Surrender to your limits. Peter Scazzero

Whatever doesn’t kill me… had better start running

Recovery is about learning how to accept your limits and also pushing against them. Some of our limits are real and need to be accepted, while other limits are really just in our minds. Learning the difference can make the difference in our recovery.

Our confusing messages regarding limitations

Pushing your limits won’t necessarily make life any easier, you just become more used to pushing and listening to yourself.

I admit, I am confused about the different messages that we get about our limitations. I have pushed against my limits for a long time and all of the effort hasn’t really changed my anxiety. In fact, the older I get, the more anxiety that I feel. Pushing your limits won’t necessarily make life any easier, you just become more used to pushing and listening to yourself.

Every day, I am reminded of my personal limits:

  • Sore and creaky muscles, a forgetful memory and at times, sleepless nights
  • My experience with depression and anxiety and my need to take care of my well being
  • A family history of addiction and mental illness
  • My tendency towards compulsive behavior and over-doing things
  • My height, my hair color and my general body size
  • My past – The stupid and the stupendous things that I have done
  • My strengths and my weaknesses – I know my weaknesses well, but even my strengths remind me of my limits A strength is something that you excel at and tend to enjoy. Strengths create opportunities, but we can also overdo it to the place where a strength leads us to burnout.
  • My tendency to resist change, combined with my desire to be in control of any change that comes my way

I invite you to pause for a minute. Consider your own list of limits, what you would add or subtract to my list.

Business and motivational culture tells you and I that our limitations are just in our mind. Sorry, but I call bullshit. Just visit the Hospital and you will hear story after story of ignoring our limits.

Surrender to your limitations

VS

Refuse to allow your limitations to define you

Honestly, I think that both quotes are stupid. Well, maybe not stupid… but perhaps they each tell only part of the story.

The real story on your limitations

I like to work out. Yea, I guess that’s kind of strange.
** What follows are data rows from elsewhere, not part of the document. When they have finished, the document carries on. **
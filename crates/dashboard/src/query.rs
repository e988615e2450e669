//! Query string encoding for filter and period state.
//!
//! Absent or blank fields are skipped entirely: the server treats `q=` as a
//! filter on the empty string, which is not the same as no filter.

use chrono::NaiveDate;
use serde::Serialize;

use crate::state::{FilterState, PeriodSelection};

#[derive(Debug, Serialize)]
struct TransactionQuery<'a> {
    #[serde(skip_serializing_if = "Option::is_none")]
    q: Option<&'a str>,
    #[serde(skip_serializing_if = "Option::is_none")]
    from: Option<NaiveDate>,
    #[serde(skip_serializing_if = "Option::is_none")]
    to: Option<NaiveDate>,
    #[serde(skip_serializing_if = "Option::is_none")]
    category: Option<&'a str>,
    #[serde(skip_serializing_if = "Option::is_none")]
    kind: Option<&'static str>,
}

#[derive(Debug, Serialize)]
struct PeriodQuery {
    #[serde(skip_serializing_if = "Option::is_none")]
    y: Option<i32>,
    #[serde(skip_serializing_if = "Option::is_none")]
    m: Option<u32>,
}

/// Encodes `filter` as `q`, `from`, `to`, `category`, `kind` (in that order).
pub fn encode_filter(filter: &FilterState) -> String {
    let query = TransactionQuery {
        q: filter.search_text(),
        from: filter.date_from,
        to: filter.date_to,
        category: filter.category_name(),
        kind: filter.kind.map(|kind| kind.as_str()),
    };
    serde_urlencoded::to_string(&query).unwrap_or_default()
}

/// Encodes `period` as `y`, `m`.
pub fn encode_period(period: &PeriodSelection) -> String {
    let query = PeriodQuery {
        y: period.year,
        m: period.month,
    };
    serde_urlencoded::to_string(&query).unwrap_or_default()
}

/// Appends `query` to `path`, leaving the path untouched when it is empty.
pub fn with_query(path: &str, query: &str) -> String {
    if query.is_empty() {
        path.to_string()
    } else {
        format!("{path}?{query}")
    }
}
//! Chart render targets.
//!
//! A canvas holds at most one live chart. Charts are created and released
//! through a [`ChartSurface`]; the caller keeps the returned [`ChartHandle`]
//! and must hand it back before drawing again on the same canvas.
//! [`ChartSlot`] owns that handle for one canvas and always releases before
//! creating.

use std::collections::HashMap;

use api_types::summary::SummaryResult;

/// The drawing areas that host a chart.
#[derive(Debug, Clone, Copy, PartialEq, Eq, Hash)]
pub enum CanvasId {
    Category,
    Trend,
}

#[derive(Debug, Clone, Copy, PartialEq, Eq)]
pub enum ChartKind {
    Pie,
    Bar,
}

/// Data needed to construct a chart.
#[derive(Debug, Clone, PartialEq)]
pub struct ChartSpec {
    pub kind: ChartKind,
    /// Series name, shown as legend when present.
    pub series: Option<String>,
    pub labels: Vec<String>,
    pub values: Vec<f64>,
}

impl ChartSpec {
    /// One pie slice per category.
    pub fn category(summary: &SummaryResult) -> Self {
        Self {
            kind: ChartKind::Pie,
            series: None,
            labels: summary
                .categories
                .iter()
                .map(|c| c.category.clone())
                .collect(),
            values: summary.categories.iter().map(|c| c.amount).collect(),
        }
    }

    /// One bar per month bucket, labeled `YYYY-MM`, in server order.
    pub fn trend(summary: &SummaryResult) -> Self {
        Self {
            kind: ChartKind::Bar,
            series: Some("Expense".to_string()),
            labels: summary
                .trend
                .iter()
                .map(|t| format!("{}-{:02}", t.y, t.m))
                .collect(),
            values: summary.trend.iter().map(|t| t.amount).collect(),
        }
    }

    /// Label/value pairs in display order.
    pub fn points(&self) -> impl Iterator<Item = (&str, f64)> {
        self.labels
            .iter()
            .map(String::as_str)
            .zip(self.values.iter().copied())
    }
}

/// Owned reference to the chart live on one canvas.
///
/// Not `Clone`: releasing consumes it, so a handle cannot be released twice.
#[derive(Debug, PartialEq, Eq)]
pub struct ChartHandle {
    canvas: CanvasId,
    id: u64,
}

impl ChartHandle {
    pub fn canvas(&self) -> CanvasId {
        self.canvas
    }

    pub fn id(&self) -> u64 {
        self.id
    }
}

/// Something able to host chart instances.
pub trait ChartSurface {
    fn create(&mut self, canvas: CanvasId, spec: ChartSpec) -> ChartHandle;
    fn release(&mut self, handle: ChartHandle);
}

/// Releases `previous` (if any), then creates the new chart on `canvas`.
pub fn replace_chart<S: ChartSurface + ?Sized>(
    surface: &mut S,
    previous: Option<ChartHandle>,
    canvas: CanvasId,
    spec: ChartSpec,
) -> ChartHandle {
    if let Some(previous) = previous {
        surface.release(previous);
    }
    surface.create(canvas, spec)
}

/// The chart render target for one canvas.
#[derive(Debug)]
pub struct ChartSlot {
    canvas: CanvasId,
    handle: Option<ChartHandle>,
}

impl ChartSlot {
    pub fn new(canvas: CanvasId) -> Self {
        Self {
            canvas,
            handle: None,
        }
    }

    pub fn canvas(&self) -> CanvasId {
        self.canvas
    }

    pub fn handle(&self) -> Option<&ChartHandle> {
        self.handle.as_ref()
    }

    pub fn render<S: ChartSurface + ?Sized>(&mut self, surface: &mut S, spec: ChartSpec) {
        let previous = self.handle.take();
        self.handle = Some(replace_chart(surface, previous, self.canvas, spec));
    }

    pub fn clear<S: ChartSurface + ?Sized>(&mut self, surface: &mut S) {
        if let Some(handle) = self.handle.take() {
            surface.release(handle);
        }
    }
}

#[derive(Debug)]
struct LiveChart {
    id: u64,
    spec: ChartSpec,
}

/// In-memory chart surface read by the terminal renderer.
///
/// Creating a chart on a canvas that still has a live one keeps both and
/// logs a warning, so a missing release shows up in [`ChartRegistry::live`].
#[derive(Debug, Default)]
pub struct ChartRegistry {
    next_id: u64,
    charts: HashMap<CanvasId, Vec<LiveChart>>,
}

impl ChartRegistry {
    pub fn new() -> Self {
        Self::default()
    }

    /// Number of live charts on `canvas`.
    pub fn live(&self, canvas: CanvasId) -> usize {
        self.charts.get(&canvas).map_or(0, Vec::len)
    }

    /// The most recently created chart on `canvas`.
    pub fn current(&self, canvas: CanvasId) -> Option<&ChartSpec> {
        self.charts
            .get(&canvas)
            .and_then(|charts| charts.last())
            .map(|chart| &chart.spec)
    }
}

impl ChartSurface for ChartRegistry {
    fn create(&mut self, canvas: CanvasId, spec: ChartSpec) -> ChartHandle {
        self.next_id += 1;
        let charts = self.charts.entry(canvas).or_default();
        if !charts.is_empty() {
            tracing::warn!("{canvas:?} canvas already hosts {} chart(s)", charts.len());
        }
        charts.push(LiveChart {
            id: self.next_id,
            spec,
        });
        ChartHandle {
            canvas,
            id: self.next_id,
        }
    }

    fn release(&mut self, handle: ChartHandle) {
        if let Some(charts) = self.charts.get_mut(&handle.canvas) {
            charts.retain(|chart| chart.id != handle.id);
        }
    }
}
What I love about exercise is the feeling of being wiped, sweat pouring over my face, muscles a little pumped while feeling a little bit shaky at the same time. It is difficult to push yourself hard enough and long enough so that you sweat. Enjoying it is even harder. There is a sweet spot where you push yourself but still enjoy it.

How do you know you are in the zone, the sweet spot where you have pushed just hard enough?

Business and motivational culture tells you and I that our limitations are just in our mind. Sorry, but I call bullshit. Just visit the Hospital and you will hear story after story of ignoring our limits.

What exercise teaches us is that pushing your limits is good for you. Too often, we accept our own excuses and our feeling tired as a reason to not even try. When you exercise, you are guaranteed to have early mornings and days where you want nothing more than stay in bed. The thing is that even a good fitness routine can become routine. If you push yourself today in one direction, next week you need to change it up and push a little in a different way. If you don’t vary your routine now and then, you won’t grow.

Exercise also teaches us that if you push too hard, too often, you lose your enthusiasm and energy for it. When you push and push without equal rest and recuperation, you will experience more injuries.

The difficult thing is that each person has their own exercise sweet spot: A level of exercise where you push hard enough that you expand your limits a little each day. Some days, you push harder and expand a little, but then you rest the next day. A healthy pattern is to push and then recover.

Exercise teaches us that it is not wise to push your limits every single day. Some days, you need to let the elastic go back to it’s original shape and just chill. One important thing that I have learned is to stop well before I reach my personal “edge.” It is cool to push yourself to exhaustion, but doing that every day will cause you a lot of problems. Even professional athletes have days of pushing and then equal days of recovery.

Our addiction to the status quo

This might be overstating it a little, but we can become addicted to our routines and they no longer serve us. We build a routine and then our routine becomes our prison. We become too comfortable and our comfort holds us back.

There is a sweet spot to growth and recovery: A level of growth where you push hard enough that you expand your limits a little every day. Just like with exercise, when it comes to our growth: Some days you push harder and expand a little, but then you rest a little more the next day. The pattern of growth should be push and then recover.

Unfortunately, what sells books is the idea that you are limitless. Sorry, to ruin the party, but you and I are definitely not limitless.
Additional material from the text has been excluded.